Last updated: 
2 months 3 weeks ago
Blog Manager
One of Jisc’s activities is to monitor and, where possible, influence regulatory developments that affect us and our customer universities, colleges and schools as operators of large computer networks. Since Janet and its customer networks are classified by Ofcom as private networks, postings here are likely to concentrate on the regulation of those networks. Postings here are, to the best of our knowledge, accurate on the date they are made, but may well become out of date or unreliable at unpredictable times thereafter. Before taking action that may have legal consequences, you should talk to your own lawyers. NEW: To help navigate the many posts on the General Data Protection Regulation, I've classified them as most relevant to developing a GDPR compliance process, GDPR's effect on specific topics, or how the GDPR is being developed. Or you can just use my free GDPR project plan.

Group administrators:

Low-risk identifiers in Access Management

Friday, February 14, 2014 - 14:07

The Information Commissioner’s analysis of the European Parliament’s amendments to the draft Data Protection Regulation discusses the wide range of information that falls within the definition of "personal data" and gives examples that seem particularly relevant to identity federations.

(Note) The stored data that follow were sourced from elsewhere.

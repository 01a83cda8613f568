//! File-backed RunKey holders shared between processes.
//!
//! Every key maps to three files under the lock directory, named by a
//! digest of the key:
//!
//! - `<digest>.holder` names the run currently holding the key. A claim
//!   overwrites it; an older run notices on its next poll and cancels
//!   itself.
//! - `<digest>.gate` is locked exclusively for the whole of a dispatch.
//! - `<digest>.meta` serializes read-modify-write of the holder file.
//!
//! Locks are OS advisory locks on open files, so a crashed process never
//! leaves a key locked.

use std::fs::{self, File, OpenOptions, TryLockError};
use std::io;
use std::path::{Path, PathBuf};
use std::time::Duration;

use sha2::{Digest, Sha256};
use uuid::Uuid;

use super::cancel::CancelToken;
use crate::run::{RunId, RunKey};

/// How often a holder re-reads its key, and how often a queued dispatch
/// retries the gate.
pub const DEFAULT_POLL_INTERVAL: Duration = Duration::from_millis(500);

/// Per-user default location of the lock directory.
pub fn default_lock_dir() -> PathBuf {
    dirs::state_dir()
        .or_else(dirs::runtime_dir)
        .unwrap_or_else(std::env::temp_dir)
        .join("runway")
        .join("locks")
}

/// Directory of per-key holder and gate files.
#[derive(Clone, Debug)]
pub struct KeyLockDir {
    root: PathBuf,
    poll_interval: Duration,
}

impl KeyLockDir {
    pub fn new(root: impl Into<PathBuf>) -> Self {
        Self {
            root: root.into(),
            poll_interval: DEFAULT_POLL_INTERVAL,
        }
    }

    pub fn with_poll_interval(mut self, interval: Duration) -> Self {
        self.poll_interval = interval;
        self
    }

    pub fn root(&self) -> &Path {
        &self.root
    }

    pub fn poll_interval(&self) -> Duration {
        self.poll_interval
    }

    fn path(&self, key: &RunKey, extension: &str) -> PathBuf {
        let mut hasher = Sha256::new();
        hasher.update(key.workflow().as_bytes());
        hasher.update([0u8]);
        hasher.update(key.git_ref().as_bytes());
        let digest = hasher.finalize();
        self.root
            .join(format!("{}.{extension}", hex::encode(&digest[..16])))
    }

    fn open(&self, key: &RunKey, extension: &str) -> io::Result<File> {
        fs::create_dir_all(&self.root)?;
        OpenOptions::new()
            .create(true)
            .truncate(false)
            .write(true)
            .open(self.path(key, extension))
    }

    fn with_meta_lock<T>(
        &self,
        key: &RunKey,
        f: impl FnOnce(&Path) -> io::Result<T>,
    ) -> io::Result<T> {
        let meta = self.open(key, "meta")?;
        meta.lock()?;
        let result = f(&self.path(key, "holder"));
        meta.unlock()?;
        result
    }

    /// Record `run_id` as the holder of `key`.
    ///
    /// Returns the run it replaced, which may live in another process.
    pub fn claim(&self, key: &RunKey, run_id: RunId) -> io::Result<Option<RunId>> {
        self.with_meta_lock(key, |holder| {
            let previous = read_holder(holder)?;
            let staged = holder.with_extension(format!("holder.{run_id}"));
            fs::write(&staged, format!("{run_id}\n"))?;
            fs::rename(&staged, holder)?;
            Ok(previous.filter(|previous| *previous != run_id))
        })
    }

    /// Clear `key` if `run_id` still holds it. Returns whether it did.
    pub fn release(&self, key: &RunKey, run_id: RunId) -> io::Result<bool> {
        self.with_meta_lock(key, |holder| {
            if read_holder(holder)? != Some(run_id) {
                return Ok(false);
            }
            fs::remove_file(holder)?;
            Ok(true)
        })
    }

    /// Run currently holding `key`, in any process.
    pub fn holder(&self, key: &RunKey) -> io::Result<Option<RunId>> {
        read_holder(&self.path(key, "holder"))
    }

    /// Wait for the dispatch gate of `key`. Held until the returned lock
    /// is dropped.
    pub async fn lock_gate(&self, key: &RunKey) -> io::Result<GateLock> {
        let file = self.open(key, "gate")?;
        loop {
            match file.try_lock() {
                Ok(()) => return Ok(GateLock { _file: file }),
                Err(TryLockError::WouldBlock) => tokio::time::sleep(self.poll_interval).await,
                Err(TryLockError::Error(err)) => return Err(err),
            }
        }
    }

    /// Cancel `token` once another run replaces `run_id` as holder of
    /// `key`. Returns when the token is cancelled either way.
    pub async fn watch(self, key: RunKey, run_id: RunId, token: CancelToken) {
        let path = self.path(&key, "holder");
        loop {
            tokio::select! {
                biased;
                _ = token.cancelled() => return,
                _ = tokio::time::sleep(self.poll_interval) => {}
            }
            match tokio::fs::read_to_string(&path).await {
                Ok(raw) => match parse_run_id(&raw) {
                    Some(holder) if holder != run_id => {
                        tracing::info!(run_key = %key, previous = %run_id, by = %holder, "superseded by another process");
                        token.cancel();
                        return;
                    }
                    _ => {}
                },
                Err(err) if err.kind() == io::ErrorKind::NotFound => {}
                Err(err) => tracing::warn!(run_key = %key, "reading key holder failed: {err}"),
            }
        }
    }
}

/// Exclusive hold on a key's dispatch gate across processes.
#[derive(Debug)]
pub struct GateLock {
    _file: File,
}

fn read_holder(path: &Path) -> io::Result<Option<RunId>> {
    match fs::read_to_string(path) {
        Ok(raw) => Ok(parse_run_id(&raw)),
        Err(err) if err.kind() == io::ErrorKind::NotFound => Ok(None),
        Err(err) => Err(err),
    }
}

fn parse_run_id(raw: &str) -> Option<RunId> {
    Uuid::parse_str(raw.trim()).ok().map(RunId)
}

#[cfg(test)]
mod tests {
    use super::*;

    fn key() -> RunKey {
        RunKey::new("ci", "refs/heads/main")
    }

    fn lock_dir(dir: &tempfile::TempDir) -> KeyLockDir {
        KeyLockDir::new(dir.path()).with_poll_interval(Duration::from_millis(10))
    }

    #[test]
    fn claim_reports_previous_holder() {
        let dir = tempfile::tempdir().unwrap();
        let locks = lock_dir(&dir);
        let first = RunId::new();
        let second = RunId::new();

        assert_eq!(locks.claim(&key(), first).unwrap(), None);
        assert_eq!(locks.claim(&key(), second).unwrap(), Some(first));
        assert_eq!(locks.holder(&key()).unwrap(), Some(second));
    }

    #[test]
    fn release_only_clears_own_claim() {
        let dir = tempfile::tempdir().unwrap();
        let locks = lock_dir(&dir);
        let first = RunId::new();
        let second = RunId::new();
        locks.claim(&key(), first).unwrap();
        locks.claim(&key(), second).unwrap();

        assert!(!locks.release(&key(), first).unwrap());
        assert_eq!(locks.holder(&key()).unwrap(), Some(second));
        assert!(locks.release(&key(), second).unwrap());
        assert_eq!(locks.holder(&key()).unwrap(), None);
    }

    #[test]
    fn keys_that_render_alike_do_not_collide() {
        let dir = tempfile::tempdir().unwrap();
        let locks = lock_dir(&dir);
        let a = RunKey::new("ci-x", "main");
        let b = RunKey::new("ci", "x-main");
        assert_eq!(a.to_string(), b.to_string());

        let run = RunId::new();
        locks.claim(&a, run).unwrap();
        assert_eq!(locks.holder(&b).unwrap(), None);
    }

    #[test]
    fn garbage_holder_file_reads_as_unheld() {
        let dir = tempfile::tempdir().unwrap();
        let locks = lock_dir(&dir);
        fs::write(locks.path(&key(), "holder"), "not a run id").unwrap();
        assert_eq!(locks.holder(&key()).unwrap(), None);
    }

    #[tokio::test]
    async fn gate_is_exclusive_across_handles() {
        let dir = tempfile::tempdir().unwrap();
        let here = lock_dir(&dir);
        let there = lock_dir(&dir);

        let held = here.lock_gate(&key()).await.unwrap();
        let blocked =
            tokio::time::timeout(Duration::from_millis(100), there.lock_gate(&key())).await;
        assert!(blocked.is_err(), "second handle must wait for the gate");

        drop(held);
        tokio::time::timeout(Duration::from_secs(2), there.lock_gate(&key()))
            .await
            .expect("gate should be released")
            .unwrap();
    }

    #[tokio::test]
    async fn watcher_cancels_when_holder_changes() {
        let dir = tempfile::tempdir().unwrap();
        let locks = lock_dir(&dir);
        let first = RunId::new();
        locks.claim(&key(), first).unwrap();

        let token = CancelToken::new();
        let watcher = tokio::spawn(locks.clone().watch(key(), first, token.clone()));
        tokio::time::sleep(Duration::from_millis(50)).await;
        assert!(!token.is_cancelled());

        locks.claim(&key(), RunId::new()).unwrap();
        tokio::time::timeout(Duration::from_secs(2), token.cancelled())
            .await
            .expect("older holder should be cancelled");
        watcher.await.unwrap();
    }
}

The Information Commissioner considers that identifiers pose a higher privacy risk if they are "interoperable". Since the examples given are names, addresses and telephone numbers I think this refers to the range of additional uses to which such an identifier, once collected or disclosed, can be put. For example an e-mail address may be collected as a login name, but it can also be used to send unsolicited e-mails. Using a hash function to derive a non-interoperable identifier is given as an example of how to reduce this risk. Risk is also higher for identifiers that can be used to match information about a single individual on different systems or different organisations.

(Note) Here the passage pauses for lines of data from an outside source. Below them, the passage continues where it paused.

use std::fmt;
use std::path::PathBuf;

use async_trait::async_trait;
use aws_config::SdkConfig;
use aws_sdk_sts::Client;
use aws_sdk_sts::config::Region;
use chrono::DateTime;
use serde::Deserialize;
use tracing::Instrument;
use url::Url;

use super::RoleAssumer;
use crate::aws::describe_sdk_error;
use crate::credentials::{Secret, TemporaryCredential};
use crate::error::ProvisionError;
use crate::http::body_snippet;
use crate::run::RunContext;

/// Audience the OIDC token is requested for.
pub const STS_AUDIENCE: &str = "sts.amazonaws.com";

/// Shortest and longest session the role API accepts.
pub const MIN_SESSION_SECS: u32 = 900;
pub const MAX_SESSION_SECS: u32 = 43_200;

/// Where the web identity token presented to STS comes from.
pub enum WebIdentitySource {
    /// A projected token file, re-read on every assumption.
    File(PathBuf),
    /// A token resolved once at startup.
    Token(Secret),
    /// The CI runner's OIDC endpoint.
    ActionsOidc {
        request_url: String,
        request_token: Secret,
        audience: String,
    },
}

impl fmt::Debug for WebIdentitySource {
    fn fmt(&self, f: &mut fmt::Formatter<'_>) -> fmt::Result {
        match self {
            WebIdentitySource::File(path) => f.debug_tuple("File").field(path).finish(),
            WebIdentitySource::Token(token) => f.debug_tuple("Token").field(token).finish(),
            WebIdentitySource::ActionsOidc {
                request_url,
                audience,
                ..
            } => f
                .debug_struct("ActionsOidc")
                .field("request_url", request_url)
                .field("audience", audience)
                .finish_non_exhaustive(),
        }
    }
}

#[derive(Deserialize)]
struct OidcTokenResponse {
    value: String,
}

/// Assumes the provisioning role with a web identity token.
///
/// The call is unsigned: the web identity token is the proof.
#[derive(Debug)]
pub struct StsRoleAssumer {
    sts: Client,
    http: reqwest::Client,
    region: String,
    role_arn: String,
    session_duration_secs: u32,
    source: WebIdentitySource,
}

impl StsRoleAssumer {
    /// `http` is only used to fetch CI OIDC tokens.
    pub fn new(
        sdk_config: &SdkConfig,
        http: reqwest::Client,
        region: impl Into<String>,
        role_arn: impl Into<String>,
        source: WebIdentitySource,
    ) -> Self {
        let region = region.into();
        let config = aws_sdk_sts::config::Builder::from(sdk_config)
            .region(Region::new(region.clone()))
            .build();
        Self {
            sts: Client::from_conf(config),
            http,
            region,
            role_arn: role_arn.into(),
            session_duration_secs: 3600,
            source,
        }
    }

    pub fn with_endpoint(mut self, endpoint: impl Into<String>) -> Self {
        let config = self.sts.config().to_builder().endpoint_url(endpoint).build();
        self.sts = Client::from_conf(config);
        self
    }

    /// Clamped to what the role API accepts.
    pub fn with_session_duration(mut self, secs: u32) -> Self {
        self.session_duration_secs = secs.clamp(MIN_SESSION_SECS, MAX_SESSION_SECS);
        self
    }

    pub fn session_duration_secs(&self) -> u32 {
        self.session_duration_secs
    }

    async fn web_identity_token(&self) -> Result<Secret, ProvisionError> {
        let token = match &self.source {
            WebIdentitySource::File(path) => tokio::fs::read_to_string(path)
                .await
                .map(|raw| Secret::new(raw.trim()))
                .map_err(|err| {
                    ProvisionError::Authentication(format!(
                        "cannot read web identity token {}: {err}",
                        path.display()
                    ))
                })?,
            WebIdentitySource::Token(token) => token.clone(),
            WebIdentitySource::ActionsOidc {
                request_url,
                request_token,
                audience,
            } => self.fetch_oidc_token(request_url, request_token, audience).await?,
        };
        if token.is_empty() {
            return Err(ProvisionError::Authentication(
                "web identity token is empty".into(),
            ));
        }
        Ok(token)
    }

    async fn fetch_oidc_token(
        &self,
        request_url: &str,
        request_token: &Secret,
        audience: &str,
    ) -> Result<Secret, ProvisionError> {
        let mut url = Url::parse(request_url).map_err(|err| {
            ProvisionError::Authentication(format!("invalid OIDC request url: {err}"))
        })?;
        url.query_pairs_mut().append_pair("audience", audience);

        let response = self
            .http
            .get(url)
            .bearer_auth(request_token.expose())
            .send()
            .await
            .map_err(|err| ProvisionError::Authentication(format!("OIDC token request failed: {err}")))?;
        let status = response.status();
        if !status.is_success() {
            let body = response.text().await.unwrap_or_default();
            return Err(ProvisionError::Authentication(format!(
                "OIDC token request returned {status}: {}",
                body_snippet(&body)
            )));
        }
        let parsed: OidcTokenResponse = response.json().await.map_err(|_| {
            ProvisionError::Authentication("malformed OIDC token response".into())
        })?;
        Ok(Secret::new(parsed.value))
    }

    async fn assume_role(&self, ctx: &RunContext) -> Result<TemporaryCredential, ProvisionError> {
        let web_identity = self.web_identity_token().await?;
        let session_name = ctx.session_name();
        let duration = i32::try_from(self.session_duration_secs).unwrap_or(MAX_SESSION_SECS as i32);

        let output = self
            .sts
            .assume_role_with_web_identity()
            .role_arn(&self.role_arn)
            .role_session_name(&session_name)
            .web_identity_token(web_identity.expose())
            .duration_seconds(duration)
            .send()
            .await
            .map_err(|err| {
                ProvisionError::Authentication(format!(
                    "role {} rejected: {}",
                    self.role_arn,
                    describe_sdk_error(&err)
                ))
            })?;

        let creds = output.credentials().ok_or_else(|| {
            ProvisionError::Authentication("role assumption returned no credentials".into())
        })?;
        let expiry = creds.expiration();
        let expiration = DateTime::from_timestamp(expiry.secs(), expiry.subsec_nanos())
            .ok_or_else(|| {
                ProvisionError::Authentication("role credential expiration out of range".into())
            })?;

        tracing::debug!(
            role_arn = %self.role_arn,
            session_name = %session_name,
            expires_at = %expiration,
            "role assumed"
        );
        Ok(TemporaryCredential::new(
            creds.access_key_id(),
            creds.secret_access_key(),
            creds.session_token(),
            expiration,
            self.region.clone(),
            ctx.run_id,
        ))
    }
}

#[async_trait]
impl RoleAssumer for StsRoleAssumer {
    async fn assume(&self, ctx: &RunContext) -> Result<TemporaryCredential, ProvisionError> {
        let span = tracing::debug_span!("runway.identity.sts", role_arn = %self.role_arn);
        self.assume_role(ctx).instrument(span).await
    }
}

The standard identifier recommended by the UK Access Management Federation, eduPersonTargetedID (ePTID) is low risk on both counts, since the normal way to generate it involves hashing both information about the user and the particular service they are accessing. It therefore prevents matching across either services or organisations, as well as having no "interoperable" uses.

The Information Commissioner doesn’t favour multiple categories of "personal data", "pseudonyms", etc., as proposed by the European Parliament to deal with this range of different risks. Instead he recommends a single category with the regulatory burden on organisations being be proportionate for those that use lower-risk identifiers. This should provide both an appropriate level of privacy protection and an incentive for organisations to adapt their systems and processes to use lower-risk identifiers where possible.

Interestingly the Commissioner notes that using low-risk identifiers makes it more difficult – even impossible – to obtain verifiable consent because the whole point of these identifiers is to prevent direct identification (or recording) of the consenting individual. It strikes me that consent management could even be seen as a form of "interoperable" additional use that creates a higher privacy risk than the processing itself requires! Instead the Information Commissioner suggests that legitimate interests will often be a more appropriate and reliable basis for processing of this type of data. Legitimate interests can provide a justification for processing so long as the processor's interests are not overridden by the fundamental rights of the individual which, when using identifiers that are low-risk by design, is unlikely to occur.  When relying on legitimate interests, users still need to be informed what their personal data will be used for but services don’t need to insert an extra interaction to seek consent. The design of the identifier and the legal requirement to protect fundamental rights (including privacy) should give sufficient protection.